Irving House History

Frances Shain had emigrated from Bessarabia (now Moldova) with her family when she was a young girl. She graduated from Cambridge English High School and went on to be an avid student of the sciences, attending night school classes in biology and nutrition as an adult. After she married Vangel Misho and they bought a seventeen room house at 67 Kirkland Street. Her entrepreneurial spirit led her into lodging, and The Kirkland Inn was born. This institution has gone on to be an inn, a fixture in the community and as a woman run business for the next 65 years and counting.

By 1943, Mrs. Misho acquired 24 Irving Street from her father. The property was already used as a lodging house and she first contracted with Harvard University to use it as a dormitory for Harvard freshmen. After two years she tired of their rowdy behavior, and agreed to take Radcliffe students instead. The women, according to her daughter Jeanne “were worse yet” and that arrangement ended after only one year.

The family home at 67 Kirkland Street, then served as both an office and occasional rooms for the overflow of hotel guests. Because Vangel Misho was a graduate of the Harvard Business School and the houses were so close to Harvard University, they both often hosted academics of all kinds.

Jeanne recalled that, as a child, she knew when guests from Irving House were coming to the family dinner at 67 Kirkland Street when her father would say: ‘Quiet now, everyone! I would like to introduce you to Professor so-and-so from somewhere-wonderful. He will stay to dinner with us and I am sure you will all be very pleasant to him.’

Frances Misho ran various promotions to market the inn. She paid cabdrivers one dollar for each guest they brought in. She ran contests with cash prizes. She printed small, pocket-sized brochures with a poem welcoming visitors to Cambridge, and a map to show travelers the way to their front door.

Frances Misho died in 1989. Her daughter Jeanne began the process of selling 24 Irving Street soon after. In the autumn of that year, a partnership of long time friends came together to buy the property. When my partners and I visited, there was no name on the door, no street number, no light. All indications of its being a hotel were absent, including the name. The house was a tad spooky.

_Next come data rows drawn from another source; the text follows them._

//! Extract command implementation.
//!
//! Prints dominant colours as hex lines to stdout, or as a JSON array with
//! `--json`.

use std::path::PathBuf;

use clap::Args;

use crate::error::{Result, RetintError};
use crate::extract::{extract, ExtractStrategy};
use crate::io::load_rgba;
use crate::output::{display_path, plural, Printer};

/// Extract dominant colours from an image
#[derive(Args, Debug)]
pub struct ExtractArgs {
    /// Image to sample colours from
    #[arg(required = true)]
    pub file: PathBuf,

    /// Maximum number of colours to output
    #[arg(long, default_value_t = 5)]
    pub max: usize,

    /// Extraction strategy (frequency or kmeans)
    #[arg(long, default_value_t = ExtractStrategy::Frequency)]
    pub strategy: ExtractStrategy,

    /// Output as a JSON array
    #[arg(long)]
    pub json: bool,
}

pub fn run(args: ExtractArgs, printer: &Printer) -> Result<()> {
    let img = load_rgba(&args.file)?;
    let colours = extract(&img, args.max, args.strategy)?;

    printer.status(
        "Sampled",
        &format!(
            "{} from {}",
            plural(colours.len(), "colour", "colours"),
            display_path(&args.file)
        ),
    );

    if args.json {
        let hex: Vec<String> = colours.iter().map(|c| c.to_hex()).collect();
        let rendered = serde_json::to_string_pretty(&hex).map_err(|e| RetintError::Format {
            message: format!("Failed to serialize colours: {}", e),
            help: None,
        })?;
        println!("{}", rendered);
    } else {
        for colour in &colours {
            println!("{}", colour);
        }
    }

    Ok(())
}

On the day of the sale, knowing we could not use the name The Kirkland Inn, and not knowing any other, the name we had tentatively chosen was Enoch Beane House, naming it after the grocer who had had it built as a rental property in 1893. This may have been historically accurate, but was not a great commercial choice. Within weeks, we had renamed it Irving House.

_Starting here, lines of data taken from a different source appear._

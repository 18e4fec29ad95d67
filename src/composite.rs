//! Pattern compositing.
//!
//! Resizes a pattern to the base image's dimensions and blends it in at a
//! uniform ratio across all four channels.

use std::path::Path;

use image::imageops::{self, FilterType};
use image::RgbaImage;

use crate::error::{Result, RetintError};

/// Blend `pattern` over `base` at `ratio`.
///
/// The pattern is resampled to the base dimensions with Lanczos3 first.
/// `ratio` is clamped to `[0, 1]`; at 0 the base is returned unchanged, at
/// 1 the result is the resized pattern.
pub fn composite(base: &RgbaImage, pattern: &RgbaImage, ratio: f32) -> Result<RgbaImage> {
    if base.width() == 0 || base.height() == 0 {
        return Err(RetintError::Dimension {
            message: "Cannot composite onto a zero-area base image".to_string(),
        });
    }
    if pattern.width() == 0 || pattern.height() == 0 {
        return Err(RetintError::Dimension {
            message: "Cannot composite a zero-area pattern".to_string(),
        });
    }

    let ratio = ratio.clamp(0.0, 1.0);
    if ratio == 0.0 {
        return Ok(base.clone());
    }

    let pattern = if pattern.dimensions() == base.dimensions() {
        pattern.clone()
    } else {
        imageops::resize(pattern, base.width(), base.height(), FilterType::Lanczos3)
    };

    let mut out = base.clone();
    let inv = 1.0 - ratio;
    for (dst, src) in out.pixels_mut().zip(pattern.pixels()) {
        for c in 0..4 {
            let blended = dst.0[c] as f32 * inv + src.0[c] as f32 * ratio;
            dst.0[c] = blended.round().clamp(0.0, 255.0) as u8;
        }
    }

    Ok(out)
}

/// Load a pattern image from `path` as RGBA.
///
/// Maps read/decode failures to a resource error so callers can tell an
/// unreadable overlay asset apart from a bad input image.
pub fn load_pattern(path: &Path) -> Result<RgbaImage> {
    let img = image::open(path).map_err(|e| RetintError::Resource {
        path: path.to_path_buf(),
        message: format!("Failed to load pattern: {}", e),
    })?;
    Ok(img.to_rgba8())
}

/// Blend a pattern loaded from `path` over `base`.
///
/// A missing or unreadable pattern file is a non-fatal condition: the base
/// image is returned unchanged rather than failing the whole transform.
pub fn composite_path(base: &RgbaImage, path: &Path, ratio: f32) -> RgbaImage {
    match load_pattern(path) {
        Ok(pattern) => composite(base, &pattern, ratio).unwrap_or_else(|_| base.clone()),
        Err(_) => base.clone(),
    }
}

It was only after this decision was made, the name Irving House Corporation filed, that we discovered some promotional materials using the name Irving House along side The Kirkland Inn.

An invitation dating from the 1950s goes on to say that The Kirkland Inn offered “country charm midst city comfort and convenience” and instructs travelers to “inquire at office 67 Kirkland Street; enjoy our rooms at 24 Irving Street” Several of these were found behind baseboards in guestrooms and in dresser drawers in the basement as we moved through the renovation process. They indicate rates of $2-$4 per person, but others have crossed these out, replacing them with rates of $25-$40.

It was thrilling to find these lovely bits of memorabilia expressing the same style of hospitality, with the same amenities (modern and neat rooms, parking without a fee!) after we had already begun to promote the house along the same lines.

Poem from the 1957 ‘invitation’:

ROOMS! ROOMS!
‘Tis desperately hard in time of need
To find nice rooms here ’bouts indeed!

Cease to frown and tarry no more
A welcoming smile attends this door
Home hospitality, a charming retreat
Wonderful rooms all modern and neat
Tile showers and baths shining and gay
A PERFECT END TO THE TRAVELER’S DAY!